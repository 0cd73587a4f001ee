//! Transaction record types and the closed set of spending categories

use chrono::NaiveDate;
use serde::{Deserialize, Serialize};
use std::fmt;

use crate::impact::RealityTrigger;

/// A logged transaction, tagged with bet and impact metadata
#[derive(Debug, Clone, Serialize, Deserialize, PartialEq)]
pub struct Transaction {
    /// Unique identifier for this record
    pub id: String,
    /// Date the transaction was logged
    pub date: NaiveDate,
    /// Positive = income/deposit, negative = expense
    pub amount: f64,
    /// Free-text category typed by the user ("Delivery - iFood")
    pub category: String,
    /// Free-text description ("Bet365 - Futebol")
    pub description: String,
    /// Set by bet detection
    pub is_bet: bool,
    /// Signed days: negative delays the dream, positive advances it
    pub impact_days: i64,
    /// User-assigned; never computed
    #[serde(default, skip_serializing_if = "Option::is_none")]
    pub emotion_tag: Option<EmotionTag>,
    #[serde(default, skip_serializing_if = "Option::is_none")]
    pub reality_trigger: Option<RealityTrigger>,
}

impl Transaction {
    /// Create an untagged transaction (no bet flag, zero impact)
    pub fn new(
        id: impl Into<String>,
        date: NaiveDate,
        amount: f64,
        category: impl Into<String>,
        description: impl Into<String>,
    ) -> Self {
        Self {
            id: id.into(),
            date,
            amount,
            category: category.into(),
            description: description.into(),
            is_bet: false,
            impact_days: 0,
            emotion_tag: None,
            reality_trigger: None,
        }
    }

    pub fn with_emotion(mut self, tag: EmotionTag) -> Self {
        self.emotion_tag = Some(tag);
        self
    }

    /// Returns true if this is an expense (negative amount)
    pub fn is_expense(&self) -> bool {
        self.amount < 0.0
    }

    /// Returns true if this is income (positive amount)
    pub fn is_income(&self) -> bool {
        self.amount > 0.0
    }

    /// Get the absolute amount
    pub fn abs_amount(&self) -> f64 {
        self.amount.abs()
    }
}

/// How the user felt about a purchase
#[derive(Debug, Clone, Copy, Serialize, Deserialize, PartialEq, Eq, Hash)]
pub enum EmotionTag {
    #[serde(rename = "necessary")]
    Necessary,
    #[serde(rename = "conscious_pleasure")]
    ConsciousPleasure,
    #[serde(rename = "impulsive")]
    Impulsive,
    #[serde(rename = "investment")]
    Investment,
}

impl EmotionTag {
    /// Parse the stored tag name (`"impulsive"`, ...)
    pub fn from_tag(tag: &str) -> Option<Self> {
        match tag.trim().to_lowercase().as_str() {
            "necessary" => Some(EmotionTag::Necessary),
            "conscious_pleasure" => Some(EmotionTag::ConsciousPleasure),
            "impulsive" => Some(EmotionTag::Impulsive),
            "investment" => Some(EmotionTag::Investment),
            _ => None,
        }
    }

    pub fn as_tag(&self) -> &'static str {
        match self {
            EmotionTag::Necessary => "necessary",
            EmotionTag::ConsciousPleasure => "conscious_pleasure",
            EmotionTag::Impulsive => "impulsive",
            EmotionTag::Investment => "investment",
        }
    }
}

/// Spending categories resolved by the classifier
#[derive(Debug, Clone, Copy, Serialize, Deserialize, PartialEq, Eq, Hash)]
pub enum SpendCategory {
    #[serde(rename = "bets")]
    Bets,
    #[serde(rename = "delivery")]
    Delivery,
    #[serde(rename = "transport")]
    Transport,
    #[serde(rename = "subscriptions")]
    Subscriptions,
    #[serde(rename = "impulse-purchases")]
    ImpulsePurchases,
    #[serde(rename = "other")]
    Other,
}

impl SpendCategory {
    /// Display name shown to users
    pub fn name(&self) -> &'static str {
        match self {
            SpendCategory::Bets => "Apostas",
            SpendCategory::Delivery => "Delivery",
            SpendCategory::Transport => "Transporte",
            SpendCategory::Subscriptions => "Assinaturas",
            SpendCategory::ImpulsePurchases => "Compras Impulsivas",
            SpendCategory::Other => "Outros",
        }
    }

    pub fn emoji(&self) -> &'static str {
        match self {
            SpendCategory::Bets => "🎲",
            SpendCategory::Delivery => "🍔",
            SpendCategory::Transport => "🚗",
            SpendCategory::Subscriptions => "📱",
            SpendCategory::ImpulsePurchases => "😵",
            SpendCategory::Other => "📦",
        }
    }

    /// Categories worth a reality trigger when spent on
    pub fn is_discretionary(&self) -> bool {
        matches!(self, SpendCategory::Bets | SpendCategory::ImpulsePurchases)
    }
}

impl fmt::Display for SpendCategory {
    fn fmt(&self, f: &mut fmt::Formatter<'_>) -> fmt::Result {
        f.write_str(self.name())
    }
}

EXERCISE DESCRIPTION |
Output each record exactly, leaving nothing out.

TASK OUTPUT |
repository 0cd73587a4f001ee
//! Transaction record types and the closed set of spending categories

use chrono::NaiveDate;
use serde::{Deserialize, Serialize};
use std::fmt;

use crate::impact::RealityTrigger;

/// A logged transaction, tagged with bet and impact metadata
#[derive(Debug, Clone, Serialize, Deserialize, PartialEq)]
pub struct Transaction {
    /// Unique identifier for this record
    pub id: String,
    /// Date the transaction was logged
    pub date: NaiveDate,
    /// Positive = income/deposit, negative = expense
    pub amount: f64,
    /// Free-text category typed by the user ("Delivery - iFood")
    pub category: String,
    /// Free-text description ("Bet365 - Futebol")
    pub description: String,
    /// Set by bet detection
    pub is_bet: bool,
    /// Signed days: negative delays the dream, positive advances it
    pub impact_days: i64,
    /// User-assigned; never computed
    #[serde(default, skip_serializing_if = "Option::is_none")]
    pub emotion_tag: Option<EmotionTag>,
    #[serde(default, skip_serializing_if = "Option::is_none")]
    pub reality_trigger: Option<RealityTrigger>,
}

impl Transaction {
    /// Create an untagged transaction (no bet flag, zero impact)
    pub fn new(
        id: impl Into<String>,
        date: NaiveDate,
        amount: f64,
        category: impl Into<String>,
        description: impl Into<String>,
    ) -> Self {
        Self {
            id: id.into(),
            date,
            amount,
            category: category.into(),
            description: description.into(),
            is_bet: false,
            impact_days: 0,
            emotion_tag: None,
            reality_trigger: None,
        }
    }

    pub fn with_emotion(mut self, tag: EmotionTag) -> Self {
        self.emotion_tag = Some(tag);
        self
    }

    /// Returns true if this is an expense (negative amount)
    pub fn is_expense(&self) -> bool {
        self.amount < 0.0
    }

    /// Returns true if this is income (positive amount)
    pub fn is_income(&self) -> bool {
        self.amount > 0.0
    }

    /// Get the absolute amount
    pub fn abs_amount(&self) -> f64 {
        self.amount.abs()
    }
}

/// How the user felt about a purchase
#[derive(Debug, Clone, Copy, Serialize, Deserialize, PartialEq, Eq, Hash)]
pub enum EmotionTag {
    #[serde(rename = "necessary")]
    Necessary,
    #[serde(rename = "conscious_pleasure")]
    ConsciousPleasure,
    #[serde(rename = "impulsive")]
    Impulsive,
    #[serde(rename = "investment")]
    Investment,
}

impl EmotionTag {
    /// Parse the stored tag name (`"impulsive"`, ...)
    pub fn from_tag(tag: &str) -> Option<Self> {
        match tag.trim().to_lowercase().as_str() {
            "necessary" => Some(EmotionTag::Necessary),
            "conscious_pleasure" => Some(EmotionTag::ConsciousPleasure),
            "impulsive" => Some(EmotionTag::Impulsive),
            "investment" => Some(EmotionTag::Investment),
            _ => None,
        }
    }

    pub fn as_tag(&self) -> &'static str {
        match self {
            EmotionTag::Necessary => "necessary",
            EmotionTag::ConsciousPleasure => "conscious_pleasure",
            EmotionTag::Impulsive => "impulsive",
            EmotionTag::Investment => "investment",
        }
    }
}

/// Spending categories resolved by the classifier
#[derive(Debug, Clone, Copy, Serialize, Deserialize, PartialEq, Eq, Hash)]
pub enum SpendCategory {
    #[serde(rename = "bets")]
    Bets,
    #[serde(rename = "delivery")]
    Delivery,
    #[serde(rename = "transport")]
    Transport,
    #[serde(rename = "subscriptions")]
    Subscriptions,
    #[serde(rename = "impulse-purchases")]
    ImpulsePurchases,
    #[serde(rename = "other")]
    Other,
}

impl SpendCategory {
    /// Display name shown to users
    pub fn name(&self) -> &'static str {
        match self {
            SpendCategory::Bets => "Apostas",
            SpendCategory::Delivery => "Delivery",
            SpendCategory::Transport => "Transporte",
            SpendCategory::Subscriptions => "Assinaturas",
            SpendCategory::ImpulsePurchases => "Compras Impulsivas",
            SpendCategory::Other => "Outros",
        }
    }

    pub fn emoji(&self) -> &'static str {
        match self {
            SpendCategory::Bets => "🎲",
            SpendCategory::Delivery => "🍔",
            SpendCategory::Transport => "🚗",
            SpendCategory::Subscriptions => "📱",
            SpendCategory::ImpulsePurchases => "😵",
            SpendCategory::Other => "📦",
        }
    }

    /// Categories worth a reality trigger when spent on
    pub fn is_discretionary(&self) -> bool {
        matches!(self, SpendCategory::Bets | SpendCategory::ImpulsePurchases)
    }
}

impl fmt::Display for SpendCategory {
    fn fmt(&self, f: &mut fmt::Formatter<'_>) -> fmt::Result {
        f.write_str(self.name())
    }
}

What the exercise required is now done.